Le ciel de l’hérisson

Indifférent, l’hérisson ?
Peut-être.
Rien qu’à le voir on se dit que les ors et les pompes cardinalices, les voyages hasardeux et les chasses au trésor, très peu pour lui, tout comme le journal du jour, le courrier du cœur et les recettes minceurs.

On l’imagine plutôt ras du sol, peu enclin au changement, adepte d’une liberté un peu radine, aux quatre horizons bornés par sa trouille et sa myopie.
Et alors ?
Rouleboulé dans les feuilles, trottant menu entre les longues herbes, on le devine économe, peu habile en société, dodu et timide à la fois, vivant d’une goutte d’eau et de quelques feuilles grignotées.
Et à la première alerte, voilà les piquants dressés entre le monde et lui.
C’est vrai.
Mais que sait-on vraiment de lui ?
Si peu, autant dire rien.
Peut-être que l’hérisson tout rouleboulé, de chacun de ses fameux piquants, vise précisément chaque planète et chaque étoile du ciel, qu’il en mesure les distances et les angles positifs ou négatifs, et cela suivant ses propres équateurs, longitudes, latitudes et parallèles.
Qu’il en calcule, dans sa calme solitude, les angles et les vitesses, les trajectoires, les orbes et les éclipses.
Peut-être même que, dodu et ras du sol, non content de les accompagner, il mène du piquant – d’autres diraient à la baguette – la bonne marche des moindres astéroïdes et règle le sort des planètes et des astres qui tournoient là-haut, commande les pluies d’étoiles filantes et lance les comètes – aussi précisément qu’un escargot parcourt une vaste feuille de salade.
Oh, bien sûr, pas tout seul.
Chaque hérisson ferait de même pour un petit coin de ciel.
Que sans eux et sans leurs piquants braqués vers les cieux, tout ça nous dévalerait de là haut sur le coin du bec, ou bien c’est nous qui tomberions sur le coin du bec du cosmos.
Peut-être.
C’est peut-être vrai ; peut-être pas.
On sait si peu de l’hérisson.
Autant dire rien.
Ce serait pourtant facile de savoir : suffirait de poser une feuille de papier sur le dos d’un hérisson et d’appuyer juste un peu : si les trous des aiguilles dessinaient rien qu’un bout de carte du ciel, la question serait tranchée.
Mais quand bien même, mieux vaut – je crois qu’on aurait tort – ne pas le déranger.
Il a déjà assez à faire, l’hérisson.

***

Pour les Plumes d’Asphodèle chez Emilie, fallait logorallier les mots changement, voyager, étoile, mesurer, équateur, positif,vaste, parallèle, liberté, trésor, cardinal, courrier, conquérir.
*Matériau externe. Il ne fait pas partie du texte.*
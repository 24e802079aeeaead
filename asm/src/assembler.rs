use mlarch::inst::enc_format;
use mlarch::{Field, Image, OpCode};
use tracing::debug;

use crate::error::Error;
use crate::expr::{self, Term};
use crate::symbol::{Action, Symbols};

// ----------------------------------------------------------------------------
// Instruction record

#[derive(Debug, Clone, Copy, PartialEq, Eq, Default)]
pub enum State {
    #[default]
    None,
    Code,
    Data,
}

/// Instruction waiting for its symbols. Operands are only ever added into
/// the fields, and the fields are truncated when the word is packed.
#[derive(Debug, Clone, PartialEq, Eq)]
pub struct Insn {
    pub position: usize,
    pub opcode: OpCode,
    pub maddr: i64,
    pub caddr: i64,
    pub line: usize,
}

impl Insn {
    fn field_mut(&mut self, field: Field) -> &mut i64 {
        match field {
            Field::Maddr => &mut self.maddr,
            Field::Caddr => &mut self.caddr,
        }
    }

    fn add(&mut self, field: Field, value: i64) {
        let slot = self.field_mut(field);
        *slot = slot.wrapping_add(value);
    }

    pub fn encode(&self) -> u32 {
        enc_format(self.opcode.into(), self.maddr as u32, self.caddr as u32)
    }
}

/// Word emitted by a source line. `insn` is set for instructions.
#[derive(Debug, Clone, Copy, PartialEq, Eq)]
pub struct Row {
    pub line: usize,
    pub addr: usize,
    pub insn: Option<usize>,
}

// ----------------------------------------------------------------------------
// Assembler

#[derive(Debug, Default)]
pub struct Assembler {
    state: State,
    cursor: usize,
    insns: Vec<Insn>,
    symbols: Symbols,
    image: Image,
    rows: Vec<Row>,
}

/// Result of a successful assembly.
#[derive(Debug)]
pub struct Program {
    pub image: Image,
    pub symbols: Symbols,
    pub insns: Vec<Insn>,
    pub rows: Vec<Row>,
}

impl Program {
    /// Assemble a whole listing. Errors carry the 1-based line.
    pub fn assemble(listing: &str) -> Result<Program, Error> {
        let mut asm = Assembler::new();
        for (idx, text) in listing.lines().enumerate() {
            asm.parse_line(idx + 1, text).map_err(|e| e.at(idx + 1))?;
        }
        asm.finish()
    }
}

impl Assembler {
    pub fn new() -> Self {
        Self::default()
    }

    pub fn state(&self) -> State {
        self.state
    }

    pub fn cursor(&self) -> usize {
        self.cursor
    }

    pub fn parse_line(&mut self, line: usize, text: &str) -> Result<(), Error> {
        let text = text.trim_start();
        if text.is_empty() || text.starts_with("//") || text.starts_with('#') {
            return Ok(());
        }

        let (cmd, rest) = text
            .split_once(|c: char| c.is_ascii_whitespace())
            .unwrap_or((text, ""));
        let split_ws = self.state() == State::Data || cmd.starts_with('.');
        let args: Vec<String> = if split_ws {
            rest.split_ascii_whitespace().map(str::to_string).collect()
        } else {
            rest.split(',')
                .map(|arg| {
                    arg.chars()
                        .filter(|c| !c.is_ascii_whitespace())
                        .collect::<String>()
                })
                .filter(|arg| !arg.is_empty())
                .collect()
        };

        match cmd {
            ".sym" => self.define_sym(line, &args),
            ".code" => self.section(State::Code, &args),
            ".data" => self.section(State::Data, &args),
            _ if cmd.starts_with('.') => {
                Err(Error::SyntaxError(format!("Unknown directive `{}`", cmd)))
            }
            _ if cmd.len() > 1 && cmd.ends_with(':') && args.is_empty() => {
                let name = &cmd[..cmd.len() - 1];
                debug!("label `{}` at 0x{:05x}", name, self.cursor);
                self.symbols.define(name, self.cursor as i64, line)
            }
            _ => match self.state() {
                State::Code => self.code(line, cmd, &args),
                State::Data => self.data(line, cmd, &args),
                State::None => Err(Error::SyntaxError(format!(
                    "`{}` outside of a .code or .data section",
                    cmd
                ))),
            },
        }
    }

    fn define_sym(&mut self, line: usize, args: &[String]) -> Result<(), Error> {
        let [name, value] = args else {
            return Err(Error::SyntaxError(
                "`.sym` takes a name and a value".to_string(),
            ));
        };
        let value = expr::parse_int(value)
            .ok_or_else(|| Error::SyntaxError(format!("Cannot parse `{}` as integer", value)))?;
        self.symbols.define(name, value, line)
    }

    fn section(&mut self, state: State, args: &[String]) -> Result<(), Error> {
        match args {
            [] => {}
            [addr] => {
                let addr = expr::parse_int(addr).ok_or_else(|| {
                    Error::SyntaxError(format!("Cannot parse `{}` as address", addr))
                })?;
                if addr < self.cursor as i64 {
                    return Err(Error::Backward(self.cursor, addr));
                }
                if addr % 4 != 0 {
                    return Err(Error::Misaligned(addr));
                }
                self.cursor = addr as usize;
            }
            _ => {
                return Err(Error::SyntaxError(
                    "Section directive takes at most one address".to_string(),
                ))
            }
        }
        debug!("{:?} section at 0x{:05x}", state, self.cursor);
        self.state = state;
        Ok(())
    }

    fn code(&mut self, line: usize, cmd: &str, args: &[String]) -> Result<(), Error> {
        let opcode =
            OpCode::parse(cmd).ok_or_else(|| Error::UnknownOperation(cmd.to_string()))?;
        let fields = opcode.format().fields();
        if fields.len() != args.len() {
            return Err(Error::Arity(opcode, fields.len(), args.len()));
        }

        let idx = self.insns.len();
        let mut insn = Insn {
            position: self.cursor,
            opcode,
            maddr: 0,
            caddr: 0,
            line,
        };
        for (arg, &field) in args.iter().zip(fields) {
            for term in expr::parse(arg) {
                match term {
                    Term::Literal(value) => insn.add(field, value),
                    Term::Symbol {
                        name,
                        factor,
                        divisor,
                    } => self.symbols.reference(
                        &name,
                        Action {
                            insn: idx,
                            field,
                            factor,
                            divisor,
                            line,
                        },
                    ),
                }
            }
        }
        self.insns.push(insn);
        self.rows.push(Row {
            line,
            addr: self.cursor,
            insn: Some(idx),
        });
        self.cursor += 4;
        Ok(())
    }

    fn data(&mut self, line: usize, cmd: &str, args: &[String]) -> Result<(), Error> {
        let tokens: Vec<&str> = std::iter::once(cmd)
            .chain(args.iter().map(String::as_str))
            .collect();
        if tokens.len() % 4 != 0 {
            return Err(Error::DataRow(tokens.len()));
        }
        let bytes = tokens
            .iter()
            .map(|tok| {
                expr::parse_int(tok)
                    .and_then(|v| u8::try_from(v).ok())
                    .ok_or_else(|| Error::ByteLiteral(tok.to_string()))
            })
            .collect::<Result<Vec<u8>, Error>>()?;
        for word in bytes.chunks_exact(4) {
            let word = u32::from_le_bytes([word[0], word[1], word[2], word[3]]);
            self.image.write_word(self.cursor, word)?;
            self.rows.push(Row {
                line,
                addr: self.cursor,
                insn: None,
            });
            self.cursor += 4;
        }
        Ok(())
    }

    /// Second pass: apply relocations and write the instruction words.
    pub fn finish(mut self) -> Result<Program, Error> {
        for (name, sym) in self.symbols.iter() {
            let Some(position) = sym.position else {
                let line = sym.actions.first().map_or(0, |a| a.line);
                return Err(Error::UndefinedSymbol(name.clone()).at(line));
            };
            debug!(
                "{} = 0x{:05x} ({} references)",
                name,
                position,
                sym.actions.len()
            );
            for action in &sym.actions {
                let value = position.wrapping_mul(action.factor);
                let quotient = match value.checked_rem(action.divisor) {
                    Some(0) => value.checked_div(action.divisor),
                    _ => None,
                };
                let Some(quotient) = quotient else {
                    return Err(
                        Error::NotMultiple(name.clone(), value, action.divisor).at(action.line)
                    );
                };
                self.insns[action.insn].add(action.field, quotient);
            }
        }

        for insn in &self.insns {
            self.image
                .write_word(insn.position, insn.encode())
                .map_err(|e| Error::from(e).at(insn.line))?;
        }
        debug!(
            "{} instructions, {} symbols, image ends at 0x{:05x}",
            self.insns.len(),
            self.symbols.len(),
            self.image.defined_end()
        );

        Ok(Program {
            image: self.image,
            symbols: self.symbols,
            insns: self.insns,
            rows: self.rows,
        })
    }
}

#[cfg(test)]
mod tests {
    use super::*;

    fn word(image: &Image, addr: u32) -> u32 {
        image.word(addr)
    }

    #[test]
    fn states() {
        let mut asm = Assembler::new();
        assert_eq!(asm.state(), State::None);
        asm.parse_line(1, "// comment").unwrap();
        asm.parse_line(2, "   # also a comment").unwrap();
        asm.parse_line(3, "").unwrap();
        assert!(matches!(
            asm.parse_line(4, "Sync"),
            Err(Error::SyntaxError(_))
        ));
        asm.parse_line(5, ".data 0x10").unwrap();
        assert_eq!(asm.state(), State::Data);
        assert_eq!(asm.cursor(), 0x10);
        asm.parse_line(6, ".code").unwrap();
        assert_eq!(asm.state(), State::Code);
        assert_eq!(asm.cursor(), 0x10);
    }

    #[test]
    fn operand_tokens() {
        let mut asm = Assembler::new();
        asm.parse_line(1, ".code").unwrap();
        asm.parse_line(2, "\tMACC  0x2 00 , 3").unwrap();
        asm.parse_line(3, "Store 0x10,,1").unwrap();
        let program = asm.finish().unwrap();
        assert_eq!(program.insns[0].maddr, 0x200);
        assert_eq!(program.insns[0].caddr, 3);
        assert_eq!(program.insns[1].maddr, 0x10);
        assert_eq!(program.insns[1].caddr, 1);
    }

    #[test]
    fn arity_and_mnemonic() {
        let mut asm = Assembler::new();
        asm.parse_line(1, ".code").unwrap();
        assert!(matches!(
            asm.parse_line(2, "Return 0"),
            Err(Error::Arity(OpCode::Return, 0, 1))
        ));
        assert!(matches!(
            asm.parse_line(3, "MACC 0x200"),
            Err(Error::Arity(OpCode::MACC, 2, 1))
        ));
        assert!(matches!(
            asm.parse_line(4, "Halt"),
            Err(Error::UnknownOperation(op)) if op == "Halt"
        ));
        assert_eq!(asm.cursor(), 0);
    }

    #[test]
    fn directives() {
        let mut asm = Assembler::new();
        assert!(matches!(
            asm.parse_line(1, ".sym A"),
            Err(Error::SyntaxError(_))
        ));
        assert!(matches!(
            asm.parse_line(2, ".sym A 1 2"),
            Err(Error::SyntaxError(_))
        ));
        asm.parse_line(3, ".sym A 0x40").unwrap();
        assert!(matches!(
            asm.parse_line(4, ".sym A 1"),
            Err(Error::RedefinedSymbol(_, 3))
        ));
        assert!(matches!(
            asm.parse_line(5, ".code 1 2"),
            Err(Error::SyntaxError(_))
        ));
        assert!(matches!(
            asm.parse_line(6, ".code 6"),
            Err(Error::Misaligned(6))
        ));
        assert!(matches!(
            asm.parse_line(7, ".text"),
            Err(Error::SyntaxError(_))
        ));
    }

    #[test]
    fn data_rows() {
        let mut asm = Assembler::new();
        asm.parse_line(1, ".data 8").unwrap();
        asm.parse_line(2, "1 2 3 4 0x05 006 7 255").unwrap();
        assert!(matches!(
            asm.parse_line(3, "1 2 3"),
            Err(Error::DataRow(3))
        ));
        assert!(matches!(
            asm.parse_line(4, "1 2 3 256"),
            Err(Error::ByteLiteral(b)) if b == "256"
        ));
        assert!(matches!(
            asm.parse_line(5, "1 2 3 -1"),
            Err(Error::ByteLiteral(_))
        ));
        let program = asm.finish().unwrap();
        assert_eq!(word(&program.image, 8), 0x0403_0201);
        assert_eq!(word(&program.image, 12), 0xff07_0605);
        assert_eq!(program.image.defined_end(), 16);
    }

    #[test]
    fn fields_wrap_when_packed() {
        let insn = Insn {
            position: 0,
            opcode: OpCode::AddVBP,
            maddr: -8,
            caddr: 0,
            line: 1,
        };
        assert_eq!(insn.encode() >> 15, 0x1fff8);
    }
}
use std::fs::File;
use std::io::BufReader;
use std::path::Path;

use serde::{Deserialize, Serialize};

use crate::context::Limits;
use crate::error::Error;

/// Run configuration, read from YAML.
///
/// ```yaml
/// start: 0x0
/// max_steps: 1000000
/// max_depth: 64
/// dump:
///   - { addr: 0x300, len: 16 }
///   - { addr: 0x400, len: 8, words: true }
/// ```
#[derive(Debug, Clone, PartialEq, Eq, Serialize, Deserialize)]
#[serde(default)]
pub struct Config {
    pub start: u32,
    pub max_steps: u64,
    pub max_depth: usize,
    pub dump: Vec<Region>,
}

/// Memory range printed after the run.
#[derive(Debug, Clone, PartialEq, Eq, Serialize, Deserialize)]
pub struct Region {
    pub addr: u32,
    pub len: u32,
    /// Print 32-bit words instead of bytes
    #[serde(default)]
    pub words: bool,
}

impl Default for Config {
    fn default() -> Self {
        let limits = Limits::default();
        Config {
            start: 0,
            max_steps: limits.max_steps,
            max_depth: limits.max_depth,
            dump: vec![],
        }
    }
}

impl Config {
    pub fn load(path: &Path) -> Result<Self, Error> {
        let name = path.display().to_string();
        let file = File::open(path).map_err(|e| Error::FileOpen(name.clone(), e))?;
        serde_yaml::from_reader(BufReader::new(file)).map_err(|e| Error::Config(name, e))
    }

    pub fn parse(text: &str) -> Result<Self, Error> {
        serde_yaml::from_str(text).map_err(|e| Error::Config("<inline>".to_string(), e))
    }

    pub fn limits(&self) -> Limits {
        Limits {
            max_steps: self.max_steps,
            max_depth: self.max_depth,
        }
    }
}

#[cfg(test)]
mod tests {
    use super::*;

    #[test]
    fn defaults() {
        let config = Config::parse("{}").unwrap();
        assert_eq!(config, Config::default());
        assert_eq!(config.limits(), Limits::default());
    }

    #[test]
    fn regions() {
        let config = Config::parse(
            "
start: 0x100
max_depth: 8
dump:
  - { addr: 0x300, len: 16 }
  - addr: 1024
    len: 8
    words: true
",
        )
        .unwrap();
        assert_eq!(config.start, 0x100);
        assert_eq!(config.max_depth, 8);
        assert_eq!(config.max_steps, Limits::default().max_steps);
        assert_eq!(
            config.dump,
            vec![
                Region {
                    addr: 0x300,
                    len: 16,
                    words: false
                },
                Region {
                    addr: 0x400,
                    len: 8,
                    words: true
                },
            ]
        );
    }

    #[test]
    fn bad_yaml() {
        assert!(matches!(
            Config::parse("dump: 3"),
            Err(Error::Config(..))
        ));
    }
}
Et puis pour ne pas déranger l’hérisson, j’ai décidé de transformer l’h aspiré en h muet.
Illustration : un hérisson sur une pierre, 1923, agence Rol.  BnF/Gallica

48 commentaires

  1. Je passais justement par-là, alors j’ai lu. Et j’en suis tout émue pour ce modeste bonhomme.
    J’ai aussi pensé à l’Elégance du hérisson de Muriel Barbery. C’est vrai quoi, les apparences sont parfois cachotières.

  2. Oui joli texte et moi, je crois que c’est vrai, sinon pourquoi il serait là, l’hérisson, hum? Faudrait demander à Eric Chevillard et à son excellent « du hérisson » cependant moins poétique que le tien.

  3. Quelle belle idée d’associer le manège du ciel et des étoiles au hérisson 😉 poétique et farfelue quand même, malheureux, de mettre une feuille de papier sur les piquants et de presser la main dessus ❤ quel plaisir de lire ces mots

    • Merci Patchcath ; oui, je ne conseille pas de poser en vrai un papier sur un hérisson et d’appuyer ; mais il fallait quand même que je donne une façon sérieuse de vérifier mes élucubrations !

  4. Bon jour Carnetsparesseux,
    Voilà un texte rondement mené … et l’on découvre, mine de rien, un hérisson qui cachait bien des choses … 🙂
    Max-Louis

  5. C’est une théorie intéressante qui me plait beaucoup. C’est vrai, finalement, on ne sait pas grand chose du hérisson.
    Peut-être même sont-ils des extraterrestres qui communiquent avec l’espace, à l’aide de toutes leurs antennes, afin de rendre compte de leurs observations, de notre pandémie, de notre décadence, auprès des leurs, pour que ceux-ci ne commettent pas les mêmes erreurs chez eux, à l’autre bout du cosmos. On devrait faire plus attention à toutes ces choses-là qui se déroulent sous nos yeux sans que l’on en ait véritablement conscience.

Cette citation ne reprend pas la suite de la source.